The Federal Reserve may take a chance the housing market can stage a comeback without its support by announcing today it will stick to the plan to end a $1.25 trillion program of mortgage-debt purchases in March.
Fed Chairman Ben S. Bernanke and other policy makers meet after the sixth straight monthly gain in home prices in November added to signs housing is stabilizing. With financial markets rebounding, the central bank has said it plans to end emergency aid to bond dealers and money markets by Feb. 1.
The Fed will probably acknowledge growth accelerated last quarter while noting that tight credit and unemployment near a 26-year high still pose risks to the recovery. Officials are likely to maintain a pledge to keep interest rates low for “an extended period” as they look for evidence of a sustained expansion that will create jobs without raising inflation expectations, former Fed governor Lyle Gramley said.
“The Fed wants to sit still until the smoke clears,” said Gramley, a senior economic adviser to Potomac Research Group. “To change the ‘extended period’ language would send a signal to markets that a tightening is not far off, and I don’t think the Fed wants to do that,” Gramley said. He doesn’t expect a rate increase for at least six months.

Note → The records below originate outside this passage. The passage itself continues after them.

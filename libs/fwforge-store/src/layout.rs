//! Content-addressed directory layout for built images.
//!
//! Mirrors the reference `Image.set_image_dir`: one directory per
//! `(distro, version, target, subtarget, image_hash)`, with the image
//! hash as the final path component so two requests that converge on
//! the same manifest converge on the same directory too.

use std::path::PathBuf;

use fwforge_id::{ImageHash, SubtargetKey};

/// Computes on-disk paths for a store rooted at `root`.
#[derive(Debug, Clone)]
pub struct ImageLayout {
    root: PathBuf,
}

impl ImageLayout {
    #[must_use]
    pub fn new(root: impl Into<PathBuf>) -> Self {
        Self { root: root.into() }
    }

    #[must_use]
    pub fn root(&self) -> &std::path::Path {
        &self.root
    }

    /// The directory a built image's artifacts live in:
    /// `<root>/<distro>/<version>/<target>/<subtarget>/<profile>/<image_hash>/`.
    #[must_use]
    pub fn image_dir(&self, key: &SubtargetKey, profile: &str, image_hash: &ImageHash) -> PathBuf {
        self.root
            .join(&key.distro)
            .join(&key.version)
            .join(&key.target)
            .join(&key.subtarget)
            .join(profile)
            .join(image_hash.as_str())
    }

    /// The build-failure log path, keyed by request hash (a failed build
    /// has no image hash yet).
    #[must_use]
    pub fn faillog_path(&self, download_folder: &std::path::Path, request_hash: &str) -> PathBuf {
        download_folder
            .join("faillogs")
            .join(format!("faillog-{request_hash}.txt"))
    }

    /// The success-path build log, keyed by image hash.
    #[must_use]
    pub fn buildlog_path(&self, image_dir: &std::path::Path, image_hash: &ImageHash) -> PathBuf {
        image_dir.join(format!("buildlog-{image_hash}.txt"))
    }
}

#[cfg(test)]
mod tests {
    use super::*;
    use fwforge_id::ManifestHash;

    #[test]
    fn image_dir_nests_by_subtarget_and_hash() {
        let layout = ImageLayout::new("/srv/fwforge");
        let key = SubtargetKey::new("openwrt", "23.05", "ath79", "generic");
        let manifest = ManifestHash::from_digest_input("luci - 1.0\n");
        let image_hash = ImageHash::from_manifest_hash(&manifest);
        let dir = layout.image_dir(&key, "generic-profile", &image_hash);
        assert_eq!(
            dir,
            PathBuf::from(format!(
                "/srv/fwforge/openwrt/23.05/ath79/generic/generic-profile/{image_hash}"
            ))
        );
    }
}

The Federal Open Market Committee, gathering while Bernanke awaits a Senate vote on whether to confirm him for a second term, is scheduled to issue its statement at around 2:15 p.m.
Regional Fed presidents have differed over whether to continue buying mortgage-backed securities after March 31, with James Bullard of St. Louis saying the central bank should create such an option and Philadelphia’s Charles Plosser saying the purchases should end as scheduled.
Ready or not, I think they're pulling out.
[St Louis Fed President James] Bullard, who votes this year on policy, said in a speech in Shanghai this month the Fed should adjust asset purchases based on changes in the economy. Chicago Fed President Charles Evans told reporters Jan. 13 that the central bank would consider expanding purchases “if conditions were to deteriorate.”
In contrast, Kansas City Fed President Thomas Hoenig, who also votes on policy this year, said in a Jan. 11 interview that “the private market now is healing” and the program should end. Richmond Fed President Jeffrey Lacker said last month, “I think we have to move over time away from channeling resources to the housing market.”
Does this mean that the Treasury will have to come up with its own unlimited housing bailout?
Besides, sometimes pulling out calls for pushing back in harder (Barron's, November 2009):
Come the end of March, the Fed will stop purchasing MBS, notes Poggi, and the result of that is “mortgage rates would spike from recent all-time lows (30-year at 4.83%), further damaging the weak refinancing market,” writes Poggi.
The solution, writes Poggi, is for the Fed to use “reverse REPOs,” in which the Fed sells MBS to investors with the promise it will buy them back at a higher price down the road. That would assure a low-risk return, which would keep financing alive for MBS until credit returns to the market more broadly.
Reverse repos are one tool the Fed has at its disposal when the economy and financial markets have improved enough for it to drain cash from the system. The Fed uses short-term repurchase and reverse repurchase agreements to temporarily affect the size of the Federal Reserve System's portfolio and influence day-to-day trading in the federal-funds market.
The operation comes on the heels of a series of reverse repo tests that have been done by the bank over recent weeks.
"The idea is they want to get all their ducks in a row and be ready (to pull cash) when the time is necessary," Mr. Jersey said, adding that there's no point in doing large scale reverse repos as long as the Fed is still purchasing assets.
The Fed is in the process of buying nearly $1.75 trillion of Treasury, agency and agency mortgage-backed securities through its securities purchase programs.
Like I said, there's pulling out and then there's pulling out.